Choix de quatrième ronde en 2019, Spence est parvenu à ajuster son jeu défensif contre le calibre de la LNH. Un défi qui n'était pas évident avec sa charpente plus modeste que la plupart de ses coéquipiers.  

« C'est un joueur très important pour nous et aussi une très bonne personne. Il joue de mieux en mieux et je suis super content de le voir bien jouer », a commenté Dubois. 

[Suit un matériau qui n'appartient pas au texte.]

//! Repository layer abstractions and persistence implementations.
//!
//! # Responsibility
//! - Define data access contracts for collection records and scalar values.
//! - Isolate SQLite query details from the store facade.
//!
//! # Invariants
//! - Record writes check the `id` shape before persistence.
//! - Repository APIs return semantic errors (`Duplicate`) in addition to DB
//!   transport errors.

pub mod local_value_repo;
pub mod record_repo;
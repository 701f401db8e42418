//! Store configuration resolved from the process environment.
//!
//! # Responsibility
//! - Decide where the database file lives and how logging is set up.
//! - Keep environment lookups in one place so callers can inject values.
//!
//! # Invariants
//! - Blank environment values are treated as unset.
//! - `STUDYOS_DB_PATH` wins over `STUDYOS_DATA_DIR`.

use crate::logging::default_log_level;
use std::path::PathBuf;

/// Database file name used inside the data directory.
pub const DB_FILE_NAME: &str = "student_productivity_os.sqlite3";
/// Data directory name used under the system temp dir when nothing is set.
pub const DEFAULT_DATA_DIR_NAME: &str = "student_productivity_os";

pub const ENV_DB_PATH: &str = "STUDYOS_DB_PATH";
pub const ENV_DATA_DIR: &str = "STUDYOS_DATA_DIR";
pub const ENV_LOG_LEVEL: &str = "STUDYOS_LOG_LEVEL";
pub const ENV_LOG_DIR: &str = "STUDYOS_LOG_DIR";

/// Resolved settings for one store instance.
#[derive(Debug, Clone, PartialEq, Eq)]
pub struct StoreConfig {
    /// Database file path. Parent directories are created on first open.
    pub db_path: PathBuf,
    /// Log level passed to `init_logging`.
    pub log_level: String,
    /// Rolling log directory. `None` disables file logging.
    pub log_dir: Option<PathBuf>,
}

impl StoreConfig {
    /// Resolves configuration from process environment variables.
    pub fn from_env() -> Self {
        Self::from_lookup(|key| std::env::var(key).ok())
    }

    /// Resolves configuration from an arbitrary key lookup.
    pub fn from_lookup(lookup: impl Fn(&str) -> Option<String>) -> Self {
        let read = |key: &str| {
            lookup(key)
                .map(|raw| raw.trim().to_string())
                .filter(|value| !value.is_empty())
        };

        let db_path = match (read(ENV_DB_PATH), read(ENV_DATA_DIR)) {
            (Some(path), _) => PathBuf::from(path),
            (None, Some(dir)) => PathBuf::from(dir).join(DB_FILE_NAME),
            (None, None) => default_data_dir().join(DB_FILE_NAME),
        };

        Self {
            db_path,
            log_level: read(ENV_LOG_LEVEL).unwrap_or_else(|| default_log_level().to_string()),
            log_dir: read(ENV_LOG_DIR).map(PathBuf::from),
        }
    }

    /// Returns a copy pointing at another database file.
    pub fn with_db_path(mut self, db_path: impl Into<PathBuf>) -> Self {
        self.db_path = db_path.into();
        self
    }
}

fn default_data_dir() -> PathBuf {
    std::env::temp_dir().join(DEFAULT_DATA_DIR_NAME)
}
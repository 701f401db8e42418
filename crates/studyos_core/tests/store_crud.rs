use serde::{Deserialize, Serialize};
use serde_json::{json, Value};
use studyos_core::{new_record_id, Collection, LocalStore, StoreError};

#[derive(Debug, Clone, PartialEq, Serialize, Deserialize)]
struct Task {
    id: String,
    title: String,
    status: String,
}

fn task(id: &str, title: &str, status: &str) -> Task {
    Task {
        id: id.to_string(),
        title: title.to_string(),
        status: status.to_string(),
    }
}

#[test]
fn task_lifecycle_add_update_delete() {
    let store = LocalStore::in_memory();
    let draft = task("t1", "Write report", "todo");

    store.add(Collection::Tasks, &draft).unwrap();
    let all: Vec<Task> = store.get_all(Collection::Tasks).unwrap();
    assert_eq!(all, vec![draft.clone()]);

    store
        .update(Collection::Tasks, &task("t1", "Write report", "done"))
        .unwrap();
    let loaded: Task = store.get(Collection::Tasks, "t1").unwrap().unwrap();
    assert_eq!(loaded.status, "done");

    store.delete(Collection::Tasks, "t1").unwrap();
    assert!(store.get::<Task>(Collection::Tasks, "t1").unwrap().is_none());
}

#[test]
fn duplicate_add_fails_and_keeps_original() {
    let store = LocalStore::in_memory();
    store
        .add(Collection::Habits, &json!({"id": "h1", "name": "Read", "streak": 3}))
        .unwrap();

    let err = store
        .add(Collection::Habits, &json!({"id": "h1", "name": "Run"}))
        .unwrap_err();
    match err {
        StoreError::DuplicateKey { collection, id } => {
            assert_eq!(collection, Collection::Habits);
            assert_eq!(id, "h1");
        }
        other => panic!("unexpected error: {other}"),
    }

    let all: Vec<Value> = store.get_all(Collection::Habits).unwrap();
    assert_eq!(all, vec![json!({"id": "h1", "name": "Read", "streak": 3})]);
}

#[test]
fn update_inserts_when_absent_and_fully_replaces_when_present() {
    let store = LocalStore::in_memory();

    store
        .update(Collection::Goals, &json!({"id": "g1", "title": "Ship", "target": 5}))
        .unwrap();
    let inserted: Value = store.get(Collection::Goals, "g1").unwrap().unwrap();
    assert_eq!(inserted, json!({"id": "g1", "title": "Ship", "target": 5}));

    store
        .update(Collection::Goals, &json!({"id": "g1", "title": "Ship v2"}))
        .unwrap();
    let replaced: Value = store.get(Collection::Goals, "g1").unwrap().unwrap();
    assert_eq!(replaced, json!({"id": "g1", "title": "Ship v2"}));
    assert!(replaced.get("target").is_none());
    assert_eq!(store.count(Collection::Goals).unwrap(), 1);
}

#[test]
fn delete_is_idempotent() {
    let store = LocalStore::in_memory();
    store
        .add(Collection::Notes, &json!({"id": "n1", "body": "hello"}))
        .unwrap();
    store
        .add(Collection::Notes, &json!({"id": "n2", "body": "world"}))
        .unwrap();

    store.delete(Collection::Notes, "n1").unwrap();
    let after_first: Vec<Value> = store.get_all(Collection::Notes).unwrap();
    store.delete(Collection::Notes, "n1").unwrap();
    let after_second: Vec<Value> = store.get_all(Collection::Notes).unwrap();

    assert_eq!(after_first, after_second);
    assert_eq!(after_second, vec![json!({"id": "n2", "body": "world"})]);

    store.delete(Collection::Notes, "never-existed").unwrap();
}

#[test]
fn reads_see_preceding_writes() {
    let store = LocalStore::in_memory();
    let id = new_record_id();
    let entry = json!({"id": id, "mood": "good", "text": "Finished chapter 3"});

    store.add(Collection::Journal, &entry).unwrap();
    let all: Vec<Value> = store.get_all(Collection::Journal).unwrap();
    assert!(all.contains(&entry));

    store.delete(Collection::Journal, &id).unwrap();
    assert!(store.get::<Value>(Collection::Journal, &id).unwrap().is_none());
}

#[test]
fn clear_empties_only_the_target_collection() {
    let store = LocalStore::in_memory();
    for index in 0..3 {
        store
            .add(Collection::Widgets, &json!({"id": format!("w{index}")}))
            .unwrap();
    }
    store
        .add(Collection::Challenges, &json!({"id": "c1", "xp": 50}))
        .unwrap();

    store.clear(Collection::Widgets).unwrap();

    assert_eq!(store.count(Collection::Widgets).unwrap(), 0);
    assert_eq!(store.count(Collection::Challenges).unwrap(), 1);
    store.clear(Collection::Widgets).unwrap();
}

#[test]
fn get_all_on_empty_collection_returns_empty() {
    let store = LocalStore::in_memory();
    for collection in Collection::ALL {
        let records: Vec<Value> = store.get_all(collection).unwrap();
        assert!(records.is_empty(), "{collection} should start empty");
    }
}

#[test]
fn unknown_collection_names_fail_fast() {
    let err = "projects".parse::<Collection>().unwrap_err();
    let err: StoreError = err.into();
    assert!(matches!(err, StoreError::UnknownCollection(name) if name == "projects"));

    let collection: Collection = "studySessions".parse().unwrap();
    assert_eq!(collection, Collection::StudySessions);
}

#[test]
fn records_are_opaque_attribute_bags() {
    let store = LocalStore::in_memory();
    let session = json!({
        "id": "s1",
        "subject": "Math",
        "duration": 25,
        "nested": {"pomodoros": [1, 2, 3], "notes": null},
        "completed": true
    });

    store.add(Collection::StudySessions, &session).unwrap();
    let loaded: Value = store.get(Collection::StudySessions, "s1").unwrap().unwrap();
    assert_eq!(loaded, session);
}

« Il est vraiment solide pour nous, c'est un autre jeune qui a vraiment élevé son jeu d'un cran. C'est un joueur A1 offensivement, mais il est aussi capable d'être solide défensivement. Il est assez complet malgré son petit gabarit », a conclu Danault sur ce défenseur né en Australie, qui a commencé à jouer au hockey au Japon avant de déménager au Canada, le pays d'origine de son père.